=== DATA ===
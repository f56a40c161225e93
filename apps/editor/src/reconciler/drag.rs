//! Drop-indicator state for an in-progress drag gesture.
//!
//! The UI layer resolves pointer geometry itself and only reports which entry
//! is hovered. Indicator positions use the same "insert before index" scale
//! as `EntrySequence::move_entry`, so a drop feeds straight into it.

use serde::{Deserialize, Serialize};

/// A resolved drag event from the UI layer.
#[derive(Debug, Clone, Copy, PartialEq, Eq, Serialize, Deserialize)]
#[serde(tag = "event", rename_all = "snake_case")]
pub enum DragEvent {
    Start { index: usize },
    Hover { index: usize },
    /// Pointer is past the last entry or over the trailing drop zone.
    HoverEnd,
    Leave,
    Drop,
    Cancel,
}

/// A completed gesture: move `source` to land before `target`.
#[derive(Debug, Clone, Copy, PartialEq, Eq, Serialize)]
pub struct DropMove {
    pub source: usize,
    pub target: usize,
}

#[derive(Debug, Clone, Copy, Default, PartialEq, Eq, Serialize)]
pub struct DragState {
    source: Option<usize>,
    indicator: Option<usize>,
}

impl DragState {
    pub fn idle() -> Self {
        Self::default()
    }

    pub fn start(index: usize) -> Self {
        Self {
            source: Some(index),
            indicator: None,
        }
    }

    pub fn source(&self) -> Option<usize> {
        self.source
    }

    pub fn indicator(&self) -> Option<usize> {
        self.indicator
    }

    pub fn is_dragging(&self) -> bool {
        self.source.is_some()
    }

    pub fn hover(self, index: usize) -> Self {
        match self.source {
            Some(source) => Self {
                source: Some(source),
                indicator: indicator_for(source, index),
            },
            None => self,
        }
    }

    pub fn hover_end(self, len: usize) -> Self {
        match self.source {
            Some(source) => Self {
                source: Some(source),
                indicator: end_indicator(source, len),
            },
            None => self,
        }
    }

    pub fn leave(self) -> Self {
        Self {
            source: self.source,
            indicator: None,
        }
    }

    /// Ends the gesture. Yields the move to perform when both a source and an
    /// indicator were present.
    pub fn finish(self) -> (Self, Option<DropMove>) {
        let pending = match (self.source, self.indicator) {
            (Some(source), Some(target)) => Some(DropMove { source, target }),
            _ => None,
        };
        (Self::idle(), pending)
    }

    /// Feeds one event through the state machine. `len` is the current
    /// sequence length.
    pub fn handle(self, event: DragEvent, len: usize) -> (Self, Option<DropMove>) {
        match event {
            DragEvent::Start { index } if index < len => (Self::start(index), None),
            DragEvent::Start { .. } => (Self::idle(), None),
            DragEvent::Hover { index } if index < len => (self.hover(index), None),
            // Past the last entry reads as the trailing drop zone.
            DragEvent::Hover { .. } | DragEvent::HoverEnd => (self.hover_end(len), None),
            DragEvent::Leave => (self.leave(), None),
            DragEvent::Drop => self.finish(),
            DragEvent::Cancel => (Self::idle(), None),
        }
    }
}

/// Indicator shown while dragging `source` over the entry at `hovered`.
/// Dragging downward marks the slot after the hovered entry, upward the slot
/// before it; hovering the dragged entry itself shows nothing.
pub fn indicator_for(source: usize, hovered: usize) -> Option<usize> {
    if hovered == source {
        None
    } else if source < hovered {
        Some(hovered + 1)
    } else {
        Some(hovered)
    }
}

/// Indicator for the trailing drop zone.
pub fn end_indicator(source: usize, len: usize) -> Option<usize> {
    if len == 0 || source + 1 == len {
        None
    } else {
        Some(len)
    }
}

=== TASK ITEM ===
Find the word "Serialize" in the material, then list each line that holds it.

=== EXERCISE SOLUTION ===
use serde::{Deserialize, Serialize};
#[derive(Debug, Clone, Copy, PartialEq, Eq, Serialize, Deserialize)]
#[derive(Debug, Clone, Copy, PartialEq, Eq, Serialize)]
#[derive(Debug, Clone, Copy, Default, PartialEq, Eq, Serialize)]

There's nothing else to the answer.